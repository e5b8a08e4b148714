//! Stake bookkeeping: per-pool totals, per-account stakes, and the set of
//! pools each account has ever entered.
//!
//! The ledger is pure bookkeeping; settlement ordering and custody moves
//! are the façade's job. The conservation invariant — a pool's total equals
//! the sum of its per-account stakes — holds after every mutation because
//! both sides change in the same call.

use serde::{Deserialize, Serialize};
use std::collections::{BTreeMap, BTreeSet};
use tidemill_types::fixed_point::add_u128;
use tidemill_types::{pool_holder_account_id, AccountId, Amount, AssetId, PoolId};
use tracing::debug;

use crate::error::{EngineError, EngineResult};
use crate::market::MarketEntry;

/// Everything the engine tracks about one provisioned pool.
#[derive(Debug, Clone, Copy, PartialEq, Eq, Serialize, Deserialize)]
pub struct PoolState {
    /// Custody endpoint owning this pool's staked tokens and yield balance.
    pub holder: AccountId,
    /// Position token accounts stake into this pool.
    pub position_asset: AssetId,
    /// Market backing the position (from discovery).
    pub market_account: AccountId,
    pub total_staked: Amount,
}

/// All stake state, keyed with flat composite tables.
#[derive(Debug, Clone, Default)]
pub struct StakeLedger {
    pools: BTreeMap<PoolId, PoolState>,
    stakes: BTreeMap<(PoolId, AccountId), Amount>,
    memberships: BTreeMap<AccountId, BTreeSet<PoolId>>,
}

impl StakeLedger {
    pub fn new() -> Self {
        Self::default()
    }

    pub fn pool(&self, pool: PoolId) -> Option<&PoolState> {
        self.pools.get(&pool)
    }

    /// Provision `pool` on its first-ever stake: derive the holder account
    /// and record the discovery entry. Idempotent; returns the state and
    /// whether this call created it.
    pub fn provision_pool(&mut self, pool: PoolId, entry: MarketEntry) -> (PoolState, bool) {
        if let Some(state) = self.pools.get(&pool) {
            return (*state, false);
        }
        let state = PoolState {
            holder: pool_holder_account_id(pool),
            position_asset: entry.position_asset,
            market_account: entry.market_account,
            total_staked: 0,
        };
        self.pools.insert(pool, state);
        debug!(%pool, holder = %state.holder, "pool provisioned");
        (state, true)
    }

    pub fn stake_of(&self, pool: PoolId, account: AccountId) -> Amount {
        self.stakes.get(&(pool, account)).copied().unwrap_or(0)
    }

    pub fn total_staked(&self, pool: PoolId) -> Amount {
        self.pools.get(&pool).map(|p| p.total_staked).unwrap_or(0)
    }

    /// Pools `account` has ever staked in, in deterministic order.
    pub fn pools_of(&self, account: AccountId) -> Vec<PoolId> {
        self.memberships
            .get(&account)
            .map(|set| set.iter().copied().collect())
            .unwrap_or_default()
    }

    /// Add stake; both the account entry and the pool total move together.
    pub fn increase(
        &mut self,
        pool: PoolId,
        account: AccountId,
        amount: Amount,
    ) -> EngineResult<()> {
        let state = self
            .pools
            .get_mut(&pool)
            .ok_or(EngineError::UnknownPool { pool })?;
        let entry = self.stakes.entry((pool, account)).or_insert(0);
        *entry = add_u128(*entry, amount)?;
        state.total_staked = add_u128(state.total_staked, amount)?;
        self.memberships.entry(account).or_default().insert(pool);
        Ok(())
    }

    /// Remove stake; fails on insufficient balance before touching state.
    pub fn decrease(
        &mut self,
        pool: PoolId,
        account: AccountId,
        amount: Amount,
    ) -> EngineResult<()> {
        let available = self.stake_of(pool, account);
        if available < amount {
            return Err(EngineError::InsufficientStake {
                pool,
                account,
                available,
                requested: amount,
            });
        }
        let state = self
            .pools
            .get_mut(&pool)
            .ok_or(EngineError::UnknownPool { pool })?;
        self.stakes.insert((pool, account), available - amount);
        state.total_staked -= amount;
        Ok(())
    }

    pub fn pool_count(&self) -> usize {
        self.pools.len()
    }

    pub fn account_count(&self) -> usize {
        self.memberships.len()
    }

    pub fn pools(&self) -> impl Iterator<Item = (PoolId, &PoolState)> + '_ {
        self.pools.iter().map(|(id, state)| (*id, state))
    }

    pub fn stakes(&self) -> impl Iterator<Item = (PoolId, AccountId, Amount)> + '_ {
        self.stakes
            .iter()
            .map(|((pool, account), amount)| (*pool, *account, *amount))
    }

    /// Conservation check: every pool total equals the sum of its stakes.
    /// Test and debug aid; mutations preserve this by construction.
    pub fn conservation_holds(&self) -> bool {
        let mut sums: BTreeMap<PoolId, Amount> = BTreeMap::new();
        for ((pool, _), amount) in &self.stakes {
            *sums.entry(*pool).or_insert(0) += amount;
        }
        self.pools
            .iter()
            .all(|(pool, state)| sums.get(pool).copied().unwrap_or(0) == state.total_staked)
    }
}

..............................

WORK TASK - Please reproduce the material above exactly, line by line.

EXERCISE RESULT -
repository e5b8a08e4b148714
//! Stake bookkeeping: per-pool totals, per-account stakes, and the set of
//! pools each account has ever entered.
//!
//! The ledger is pure bookkeeping; settlement ordering and custody moves
//! are the façade's job. The conservation invariant — a pool's total equals
//! the sum of its per-account stakes — holds after every mutation because
//! both sides change in the same call.

use serde::{Deserialize, Serialize};
use std::collections::{BTreeMap, BTreeSet};
use tidemill_types::fixed_point::add_u128;
use tidemill_types::{pool_holder_account_id, AccountId, Amount, AssetId, PoolId};
use tracing::debug;

use crate::error::{EngineError, EngineResult};
use crate::market::MarketEntry;

/// Everything the engine tracks about one provisioned pool.
#[derive(Debug, Clone, Copy, PartialEq, Eq, Serialize, Deserialize)]
pub struct PoolState {
    /// Custody endpoint owning this pool's staked tokens and yield balance.
    pub holder: AccountId,
    /// Position token accounts stake into this pool.
    pub position_asset: AssetId,
    /// Market backing the position (from discovery).
    pub market_account: AccountId,
    pub total_staked: Amount,
}

/// All stake state, keyed with flat composite tables.
#[derive(Debug, Clone, Default)]
pub struct StakeLedger {
    pools: BTreeMap<PoolId, PoolState>,
    stakes: BTreeMap<(PoolId, AccountId), Amount>,
    memberships: BTreeMap<AccountId, BTreeSet<PoolId>>,
}

impl StakeLedger {
    pub fn new() -> Self {
        Self::default()
    }

    pub fn pool(&self, pool: PoolId) -> Option<&PoolState> {
        self.pools.get(&pool)
    }

    /// Provision `pool` on its first-ever stake: derive the holder account
    /// and record the discovery entry. Idempotent; returns the state and
    /// whether this call created it.
    pub fn provision_pool(&mut self, pool: PoolId, entry: MarketEntry) -> (PoolState, bool) {
        if let Some(state) = self.pools.get(&pool) {
            return (*state, false);
        }
        let state = PoolState {
            holder: pool_holder_account_id(pool),
            position_asset: entry.position_asset,
            market_account: entry.market_account,
            total_staked: 0,
        };
        self.pools.insert(pool, state);
        debug!(%pool, holder = %state.holder, "pool provisioned");
        (state, true)
    }

    pub fn stake_of(&self, pool: PoolId, account: AccountId) -> Amount {
        self.stakes.get(&(pool, account)).copied().unwrap_or(0)
    }

    pub fn total_staked(&self, pool: PoolId) -> Amount {
        self.pools.get(&pool).map(|p| p.total_staked).unwrap_or(0)
    }

    /// Pools `account` has ever staked in, in deterministic order.
    pub fn pools_of(&self, account: AccountId) -> Vec<PoolId> {
        self.memberships
            .get(&account)
            .map(|set| set.iter().copied().collect())
            .unwrap_or_default()
    }

    /// Add stake; both the account entry and the pool total move together.
    pub fn increase(
        &mut self,
        pool: PoolId,
        account: AccountId,
        amount: Amount,
    ) -> EngineResult<()> {
        let state = self
            .pools
            .get_mut(&pool)
            .ok_or(EngineError::UnknownPool { pool })?;
        let entry = self.stakes.entry((pool, account)).or_insert(0);
        *entry = add_u128(*entry, amount)?;
        state.total_staked = add_u128(state.total_staked, amount)?;
        self.memberships.entry(account).or_default().insert(pool);
        Ok(())
    }

    /// Remove stake; fails on insufficient balance before touching state.
    pub fn decrease(
        &mut self,
        pool: PoolId,
        account: AccountId,
        amount: Amount,
    ) -> EngineResult<()> {
        let available = self.stake_of(pool, account);
        if available < amount {
            return Err(EngineError::InsufficientStake {
                pool,
                account,
                available,
                requested: amount,
            });
        }
        let state = self
            .pools
            .get_mut(&pool)
            .ok_or(EngineError::UnknownPool { pool })?;
        self.stakes.insert((pool, account), available - amount);
        state.total_staked -= amount;
        Ok(())
    }

    pub fn pool_count(&self) -> usize {
        self.pools.len()
    }

    pub fn account_count(&self) -> usize {
        self.memberships.len()
    }

    pub fn pools(&self) -> impl Iterator<Item = (PoolId, &PoolState)> + '_ {
        self.pools.iter().map(|(id, state)| (*id, state))
    }

    pub fn stakes(&self) -> impl Iterator<Item = (PoolId, AccountId, Amount)> + '_ {
        self.stakes
            .iter()
            .map(|((pool, account), amount)| (*pool, *account, *amount))
    }

    /// Conservation check: every pool total equals the sum of its stakes.
    /// Test and debug aid; mutations preserve this by construction.
    pub fn conservation_holds(&self) -> bool {
        let mut sums: BTreeMap<PoolId, Amount> = BTreeMap::new();
        for ((pool, _), amount) in &self.stakes {
            *sums.entry(*pool).or_insert(0) += amount;
        }
        self.pools
            .iter()
            .all(|(pool, state)| sums.get(pool).copied().unwrap_or(0) == state.total_staked)
    }
}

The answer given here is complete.